The entries below hold a line with "also written as" and a line with "init_cli();". Return those lines and all that lie between them, exactly and only.

* * * * *

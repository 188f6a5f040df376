//! Structured logging via `tracing-subscriber`, optionally recorded to disk
//! with `tracing-appender`.
//!
//! Every run logs human-readable events to stderr, filtered by `RUST_LOG`
//! (default `info`). With a log directory the same events are also written as
//! JSON lines to a daily-rotated file, which keeps the per-persona failure
//! records of long batch runs around after the terminal is gone.

use std::path::Path;

use tracing_appender::non_blocking::WorkerGuard;
use tracing_subscriber::layer::SubscriberExt;
use tracing_subscriber::util::SubscriberInitExt;
use tracing_subscriber::EnvFilter;

/// File name prefix of recorded logs; the appender adds `.YYYY-MM-DD`.
pub const LOG_FILE_PREFIX: &str = "persona-sim.log";

const DEFAULT_FILTER: &str = "info";

/// Keeps the background log writer alive.
///
/// Dropping it flushes buffered JSON lines and closes the file, so hold it
/// until the run's result table has been written.
pub struct LoggingGuard {
    _guard: WorkerGuard,
}

fn env_filter() -> EnvFilter {
    EnvFilter::try_from_default_env().unwrap_or_else(|_| EnvFilter::new(DEFAULT_FILTER))
}

/// Install the global subscriber for one run.
///
/// Returns a guard only when `log_dir` is given.
///
/// # Errors
///
/// See [`init_production`].
pub fn init(log_dir: Option<&Path>) -> anyhow::Result<Option<LoggingGuard>> {
    match log_dir {
        Some(dir) => init_production(dir).map(Some),
        None => {
            init_cli();
            Ok(None)
        }
    }
}

/// Log to stderr and to `{logs_dir}/persona-sim.log.YYYY-MM-DD` as JSON.
///
/// # Errors
///
/// Returns an error if the directory cannot be created or a global
/// subscriber is already installed. The directory is created first either
/// way.
pub fn init_production(logs_dir: &Path) -> anyhow::Result<LoggingGuard> {
    std::fs::create_dir_all(logs_dir).map_err(|e| {
        anyhow::anyhow!(
            "failed to create logs directory {}: {e}",
            logs_dir.display()
        )
    })?;

    let (writer, guard) =
        tracing_appender::non_blocking(tracing_appender::rolling::daily(logs_dir, LOG_FILE_PREFIX));

    tracing_subscriber::registry()
        .with(env_filter())
        .with(tracing_subscriber::fmt::layer().json().with_writer(writer))
        .with(tracing_subscriber::fmt::layer().with_writer(std::io::stderr))
        .try_init()
        .map_err(|e| anyhow::anyhow!("failed to install tracing subscriber: {e}"))?;

    Ok(LoggingGuard { _guard: guard })
}

/// Log to stderr only.
///
/// A second call in the same process is a no-op.
pub fn init_cli() {
    let _ = tracing_subscriber::fmt()
        .with_env_filter(env_filter())
        .with_writer(std::io::stderr)
        .try_init();
}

* * * * *

RESPONSE BELOW —
//! (default `info`). With a log directory the same events are also written as
//! JSON lines to a daily-rotated file, which keeps the per-persona failure
//! records of long batch runs around after the terminal is gone.

use std::path::Path;

use tracing_appender::non_blocking::WorkerGuard;
use tracing_subscriber::layer::SubscriberExt;
use tracing_subscriber::util::SubscriberInitExt;
use tracing_subscriber::EnvFilter;

/// File name prefix of recorded logs; the appender adds `.YYYY-MM-DD`.
pub const LOG_FILE_PREFIX: &str = "persona-sim.log";

const DEFAULT_FILTER: &str = "info";

/// Keeps the background log writer alive.
///
/// Dropping it flushes buffered JSON lines and closes the file, so hold it
/// until the run's result table has been written.
pub struct LoggingGuard {
    _guard: WorkerGuard,
}

fn env_filter() -> EnvFilter {
    EnvFilter::try_from_default_env().unwrap_or_else(|_| EnvFilter::new(DEFAULT_FILTER))
}

/// Install the global subscriber for one run.
///
/// Returns a guard only when `log_dir` is given.
///
/// # Errors
///
/// See [`init_production`].
pub fn init(log_dir: Option<&Path>) -> anyhow::Result<Option<LoggingGuard>> {
    match log_dir {
        Some(dir) => init_production(dir).map(Some),
        None => {
            init_cli();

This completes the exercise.